Brief – In the data below, locate each line with the word "None" and list it.

Stored data
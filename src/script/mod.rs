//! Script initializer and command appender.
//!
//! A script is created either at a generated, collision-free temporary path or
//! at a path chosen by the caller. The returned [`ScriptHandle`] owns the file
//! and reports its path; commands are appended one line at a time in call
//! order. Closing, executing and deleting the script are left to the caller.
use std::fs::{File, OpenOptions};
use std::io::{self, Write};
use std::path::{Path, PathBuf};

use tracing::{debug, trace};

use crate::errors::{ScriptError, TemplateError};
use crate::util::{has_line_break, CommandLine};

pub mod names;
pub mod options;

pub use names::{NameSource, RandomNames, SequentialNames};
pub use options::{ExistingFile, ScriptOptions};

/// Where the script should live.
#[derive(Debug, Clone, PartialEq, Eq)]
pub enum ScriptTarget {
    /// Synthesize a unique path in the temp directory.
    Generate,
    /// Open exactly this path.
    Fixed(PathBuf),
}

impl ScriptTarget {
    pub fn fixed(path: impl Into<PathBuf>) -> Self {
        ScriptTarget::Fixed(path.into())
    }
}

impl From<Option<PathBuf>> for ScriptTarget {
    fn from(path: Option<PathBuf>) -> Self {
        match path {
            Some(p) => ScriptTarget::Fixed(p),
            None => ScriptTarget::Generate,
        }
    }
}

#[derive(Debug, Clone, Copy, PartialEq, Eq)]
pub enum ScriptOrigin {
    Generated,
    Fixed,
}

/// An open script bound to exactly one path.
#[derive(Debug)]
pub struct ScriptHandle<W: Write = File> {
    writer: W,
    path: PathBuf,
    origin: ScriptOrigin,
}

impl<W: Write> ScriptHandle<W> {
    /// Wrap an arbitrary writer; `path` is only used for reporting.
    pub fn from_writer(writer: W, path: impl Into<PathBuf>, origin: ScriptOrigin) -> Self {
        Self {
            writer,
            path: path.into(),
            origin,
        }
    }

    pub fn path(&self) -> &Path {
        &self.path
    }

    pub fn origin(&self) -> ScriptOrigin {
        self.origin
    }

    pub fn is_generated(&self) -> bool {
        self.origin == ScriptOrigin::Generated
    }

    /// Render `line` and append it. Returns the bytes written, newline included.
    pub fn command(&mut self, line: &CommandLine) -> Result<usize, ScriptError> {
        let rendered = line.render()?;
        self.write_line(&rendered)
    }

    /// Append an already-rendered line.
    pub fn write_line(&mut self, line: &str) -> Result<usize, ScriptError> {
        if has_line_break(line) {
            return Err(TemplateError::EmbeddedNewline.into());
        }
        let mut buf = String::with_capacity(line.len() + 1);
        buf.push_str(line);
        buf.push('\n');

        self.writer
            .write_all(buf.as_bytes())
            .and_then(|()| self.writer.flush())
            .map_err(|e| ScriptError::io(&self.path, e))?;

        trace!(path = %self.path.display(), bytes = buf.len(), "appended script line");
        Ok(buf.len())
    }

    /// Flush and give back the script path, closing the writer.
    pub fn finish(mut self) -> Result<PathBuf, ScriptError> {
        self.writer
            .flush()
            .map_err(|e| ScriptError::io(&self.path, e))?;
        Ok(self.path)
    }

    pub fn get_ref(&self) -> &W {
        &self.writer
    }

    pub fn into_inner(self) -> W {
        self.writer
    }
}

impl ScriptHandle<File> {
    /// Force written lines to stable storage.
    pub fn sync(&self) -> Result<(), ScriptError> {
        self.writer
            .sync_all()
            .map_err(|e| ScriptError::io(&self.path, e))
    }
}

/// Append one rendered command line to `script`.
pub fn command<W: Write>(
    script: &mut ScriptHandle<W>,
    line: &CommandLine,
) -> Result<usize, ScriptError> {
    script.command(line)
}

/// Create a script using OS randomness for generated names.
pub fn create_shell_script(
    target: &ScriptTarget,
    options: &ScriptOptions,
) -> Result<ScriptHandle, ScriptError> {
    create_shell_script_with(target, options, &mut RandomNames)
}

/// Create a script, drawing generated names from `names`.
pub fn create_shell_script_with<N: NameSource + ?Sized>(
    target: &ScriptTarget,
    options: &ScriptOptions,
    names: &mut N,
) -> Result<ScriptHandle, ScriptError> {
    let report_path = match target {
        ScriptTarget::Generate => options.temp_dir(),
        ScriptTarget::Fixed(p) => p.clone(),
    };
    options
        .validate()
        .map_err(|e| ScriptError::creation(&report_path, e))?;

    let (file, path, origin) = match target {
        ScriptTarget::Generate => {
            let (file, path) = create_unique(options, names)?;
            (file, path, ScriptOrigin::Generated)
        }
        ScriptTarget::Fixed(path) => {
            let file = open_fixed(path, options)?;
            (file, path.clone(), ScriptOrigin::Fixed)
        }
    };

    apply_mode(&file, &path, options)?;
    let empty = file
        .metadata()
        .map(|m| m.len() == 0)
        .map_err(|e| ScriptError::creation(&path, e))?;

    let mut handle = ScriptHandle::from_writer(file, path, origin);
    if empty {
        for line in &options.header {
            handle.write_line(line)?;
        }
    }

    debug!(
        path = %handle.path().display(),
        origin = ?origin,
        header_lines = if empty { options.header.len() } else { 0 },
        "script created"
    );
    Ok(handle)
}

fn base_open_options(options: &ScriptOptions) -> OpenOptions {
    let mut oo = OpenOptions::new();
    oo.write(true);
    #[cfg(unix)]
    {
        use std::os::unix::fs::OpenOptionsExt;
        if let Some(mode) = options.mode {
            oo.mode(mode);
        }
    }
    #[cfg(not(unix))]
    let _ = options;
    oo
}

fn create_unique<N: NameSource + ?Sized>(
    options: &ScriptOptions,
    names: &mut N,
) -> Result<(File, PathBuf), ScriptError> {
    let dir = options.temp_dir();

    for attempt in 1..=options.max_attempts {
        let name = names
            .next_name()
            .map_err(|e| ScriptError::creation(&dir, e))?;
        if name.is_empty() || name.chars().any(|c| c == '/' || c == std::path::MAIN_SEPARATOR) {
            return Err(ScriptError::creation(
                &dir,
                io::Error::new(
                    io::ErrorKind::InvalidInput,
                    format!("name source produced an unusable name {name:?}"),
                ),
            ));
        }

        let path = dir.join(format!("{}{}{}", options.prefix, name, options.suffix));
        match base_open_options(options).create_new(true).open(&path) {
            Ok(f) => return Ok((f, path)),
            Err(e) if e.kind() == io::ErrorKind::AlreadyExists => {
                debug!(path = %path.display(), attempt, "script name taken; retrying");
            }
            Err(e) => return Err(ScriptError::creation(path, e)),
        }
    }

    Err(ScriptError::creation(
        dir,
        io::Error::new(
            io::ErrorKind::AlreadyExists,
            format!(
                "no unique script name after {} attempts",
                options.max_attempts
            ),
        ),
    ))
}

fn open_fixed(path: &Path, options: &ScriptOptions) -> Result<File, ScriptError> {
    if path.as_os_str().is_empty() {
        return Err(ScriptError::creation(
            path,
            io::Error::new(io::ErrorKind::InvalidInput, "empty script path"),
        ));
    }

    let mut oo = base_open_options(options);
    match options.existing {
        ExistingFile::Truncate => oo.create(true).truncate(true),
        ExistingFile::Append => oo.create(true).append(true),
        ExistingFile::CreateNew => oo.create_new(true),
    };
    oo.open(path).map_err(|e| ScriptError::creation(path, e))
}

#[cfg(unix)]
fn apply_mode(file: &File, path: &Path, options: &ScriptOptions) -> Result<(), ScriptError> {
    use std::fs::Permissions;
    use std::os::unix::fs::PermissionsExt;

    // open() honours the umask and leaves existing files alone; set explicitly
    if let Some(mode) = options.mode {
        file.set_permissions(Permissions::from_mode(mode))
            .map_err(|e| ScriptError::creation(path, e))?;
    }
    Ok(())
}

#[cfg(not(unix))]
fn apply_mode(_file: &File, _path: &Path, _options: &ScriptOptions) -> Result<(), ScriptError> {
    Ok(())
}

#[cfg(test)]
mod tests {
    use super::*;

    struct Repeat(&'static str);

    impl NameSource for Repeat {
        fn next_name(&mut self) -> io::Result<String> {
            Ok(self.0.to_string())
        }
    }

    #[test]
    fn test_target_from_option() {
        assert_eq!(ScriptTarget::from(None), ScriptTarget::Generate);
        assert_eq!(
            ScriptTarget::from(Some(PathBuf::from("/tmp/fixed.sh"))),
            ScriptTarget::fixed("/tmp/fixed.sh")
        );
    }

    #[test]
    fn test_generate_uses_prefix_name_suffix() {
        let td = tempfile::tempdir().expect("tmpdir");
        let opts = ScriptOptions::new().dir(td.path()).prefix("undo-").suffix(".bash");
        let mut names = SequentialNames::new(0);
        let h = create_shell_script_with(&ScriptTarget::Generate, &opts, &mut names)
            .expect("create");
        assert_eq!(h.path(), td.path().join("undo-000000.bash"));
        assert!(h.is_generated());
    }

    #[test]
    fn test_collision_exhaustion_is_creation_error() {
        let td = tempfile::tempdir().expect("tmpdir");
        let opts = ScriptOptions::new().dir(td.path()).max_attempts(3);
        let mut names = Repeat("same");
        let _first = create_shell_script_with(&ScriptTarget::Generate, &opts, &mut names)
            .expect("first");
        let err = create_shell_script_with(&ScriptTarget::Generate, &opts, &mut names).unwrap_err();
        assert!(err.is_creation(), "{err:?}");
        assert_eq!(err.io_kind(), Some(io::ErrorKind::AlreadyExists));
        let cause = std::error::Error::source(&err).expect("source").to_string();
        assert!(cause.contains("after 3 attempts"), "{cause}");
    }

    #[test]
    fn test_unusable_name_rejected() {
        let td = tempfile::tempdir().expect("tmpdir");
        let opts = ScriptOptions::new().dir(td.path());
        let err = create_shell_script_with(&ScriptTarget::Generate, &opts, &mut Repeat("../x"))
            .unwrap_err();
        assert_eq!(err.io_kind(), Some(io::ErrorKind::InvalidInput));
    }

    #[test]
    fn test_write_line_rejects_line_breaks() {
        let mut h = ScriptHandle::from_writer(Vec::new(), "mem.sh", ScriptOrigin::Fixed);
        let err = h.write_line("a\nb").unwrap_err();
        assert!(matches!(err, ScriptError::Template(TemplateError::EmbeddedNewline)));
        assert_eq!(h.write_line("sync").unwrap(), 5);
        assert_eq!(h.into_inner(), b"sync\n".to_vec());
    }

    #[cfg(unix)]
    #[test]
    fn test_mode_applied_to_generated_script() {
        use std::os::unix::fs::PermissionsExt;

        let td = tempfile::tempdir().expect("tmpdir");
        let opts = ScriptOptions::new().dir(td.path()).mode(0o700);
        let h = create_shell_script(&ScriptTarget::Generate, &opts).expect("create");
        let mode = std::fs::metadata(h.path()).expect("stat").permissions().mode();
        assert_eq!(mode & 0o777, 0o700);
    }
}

Response –
            None => ScriptTarget::Generate,
        assert_eq!(ScriptTarget::from(None), ScriptTarget::Generate);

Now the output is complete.